Economist Wilson Chimoco predicts, in statements to the Lusa agency, 2025 as a year of "many uncertainties", with expectations of positive economic growth, but reduced capacity to create jobs and little room for inflation to slow down.
The economist estimates that in 2025 the national market will continue to offer business and investment opportunities, despite the structural barriers it still faces.
"We will continue to see a greater attraction of external financing, with emphasis on the transport and energy sectors, but a substantial entry of foreign direct investment into Angola is not expected", he considered.
The university professor hopes that the business environment will continue to improve next year, with particular emphasis on the non-oil sector.
For this expert, "it is unlikely" that there will be a drop in the unemployment rate or inflation, which is still "very dependent on the evolution of the exchange rate and compliance with the program to remove fuel subsidies", which should take place in 2025.
In the social field, Father Jacinto Pio Wacussanga highlighted the "golden jubilee" of national independence in 2025, arguing that the 50th anniversary "should be celebrated with inclusivity".
"Historical inclusivity and also of communities, but I don't want to believe that this will happen," said the priest, highlighting that inclusivity implies a self-critical look, an assessment of "what went right and what went wrong".
For him, the celebrations of 50 years of independence, which are celebrated on November 11, 2025, will "be in the same fashion, of celebrating with champagne", neglecting "social crises, hunger, the basic food basket that does not go down from price, the exponential increase in vulnerability, and the more than 10 million poor people who do not have access to adequate food".
"That's what I predict, that, unfortunately, next year's celebrations will be. I don't think they will be inclusive, because we have very little left, less than a year and we are not going to eliminate poverty for 10 million Angolans, it will be impossible We are not going to reverse the hunger issues that affect all of Angola, especially the south and east," he said.
Jacinto Pio Wacussanga, who works with communities in the south of the country, considered that this social situation could give rise to popular protests, "because it will be exactly the result of the humanitarian crisis" that the country is experiencing and that is not being addressed "with social tools" existing.
"We don't have any community empowerment program, any community credit, which is very serious. The credits go with a cabinet recommendation, to well-known businesspeople, in short, the overwhelming majority of businesspeople, those who have an M [MPLA] card, then, this is not an inclusive country", he stressed.
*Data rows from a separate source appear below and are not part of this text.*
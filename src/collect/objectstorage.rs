//! Object storage collector.
//!
//! Normalizes the export command's bucket list. Buckets have no numeric id
//! with most providers, so the bucket name doubles as the record id.
//! Versioning state and region land in the `attributes` payload.

use serde::Deserialize;
use serde_json::{json, Value};

use crate::config::SourceConfig;
use super::collector::{self, CollectError, Collector, Record};

pub struct ObjectStorageCollector {
    source: SourceConfig,
}

impl ObjectStorageCollector {
    pub fn new(source: SourceConfig) -> Self {
        ObjectStorageCollector { source }
    }
}

impl Collector for ObjectStorageCollector {
    fn name(&self) -> &str {
        &self.source.name
    }

    fn available(&self) -> bool {
        collector::command_available(&self.source.command)
    }

    fn collect(&mut self) -> Result<Vec<Record>, CollectError> {
        let payload = collector::run_export(&self.source.command)?;
        normalize(payload).map_err(|e| CollectError::Payload {
            command: self.source.command.join(" "),
            source: e,
        })
    }
}

#[derive(Debug, Deserialize)]
struct Payload {
    #[serde(default)]
    buckets: Vec<Value>,
}

#[derive(Debug, Deserialize)]
struct Bucket {
    name: String,
    #[serde(default)]
    created: Option<String>,
    #[serde(default)]
    owner: Option<String>,
    #[serde(default)]
    location: Option<String>,
    #[serde(default)]
    versioning: Option<String>,
    #[serde(default)]
    size_mb: Option<i64>,
    #[serde(default)]
    tags: Option<Value>,
}

fn normalize(payload: Value) -> Result<Vec<Record>, serde_json::Error> {
    let payload: Payload = serde_json::from_value(payload)?;
    let mut records = Vec::with_capacity(payload.buckets.len());

    for raw in payload.buckets {
        let bucket: Bucket = serde_json::from_value(raw.clone())?;

        let attributes = json!({
            "versioning": bucket.versioning,
            "location": bucket.location,
        });

        records.push(Record {
            kind: "storage".to_string(),
            name: Some(bucket.name.clone()),
            id: Some(bucket.name),
            created: bucket.created,
            location: bucket.location,
            storage: bucket.size_mb,
            owner: bucket.owner,
            tags: bucket.tags,
            attributes: Some(attributes.to_string()),
            details: Some(raw.to_string()),
            ..Record::default()
        });
    }

    Ok(records)
}

#[cfg(test)]
mod tests {
    use super::*;
    use serde_json::json;

    #[test]
    fn bucket_name_doubles_as_id() {
        let payload = json!({
            "buckets": [{
                "name": "backups-prod",
                "owner": "123456",
                "location": "eu-west-1",
                "versioning": "Enabled",
                "size_mb": 2048,
                "tags": {"team": "infra"}
            }]
        });

        let rec = &normalize(payload).unwrap()[0];
        assert_eq!(rec.kind, "storage");
        assert_eq!(rec.name.as_deref(), Some("backups-prod"));
        assert_eq!(rec.id.as_deref(), Some("backups-prod"));
        assert_eq!(rec.storage, Some(2048));
        assert_eq!(rec.owner.as_deref(), Some("123456"));

        let attrs: Value = serde_json::from_str(rec.attributes.as_deref().unwrap()).unwrap();
        assert_eq!(attrs["versioning"], "Enabled");
        assert_eq!(attrs["location"], "eu-west-1");
    }

    #[test]
    fn minimal_bucket_normalizes() {
        let payload = json!({"buckets": [{"name": "scratch"}]});
        let rec = &normalize(payload).unwrap()[0];
        assert_eq!(rec.name.as_deref(), Some("scratch"));
        assert!(rec.storage.is_none());
    }
}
For the priest, many Angolans "are excluded from sharing the national cake, the peace dividend", which leads to "many being dissatisfied".
According to Jacinto Pio Wacussanga, there is a lack, for example, of a convenient framework for ex-combatants from various sectors, who "are on the streets, are dockers, do precarious work and their children do not enjoy inclusion".
"Unfortunately, the picture is not pretty and here is the warning, the warning to navigation, of what emerged in the Indian Ocean, from Mozambique. We should be on guard so that what happens there does not happen here, adopting comprehensive preventive measures aimed at reviewing the causes of our social crisis. This, unfortunately, is not happening", he stressed.
"I don't think we are on the right path to be able to prevent the evils that are happening in other latitudes," he added.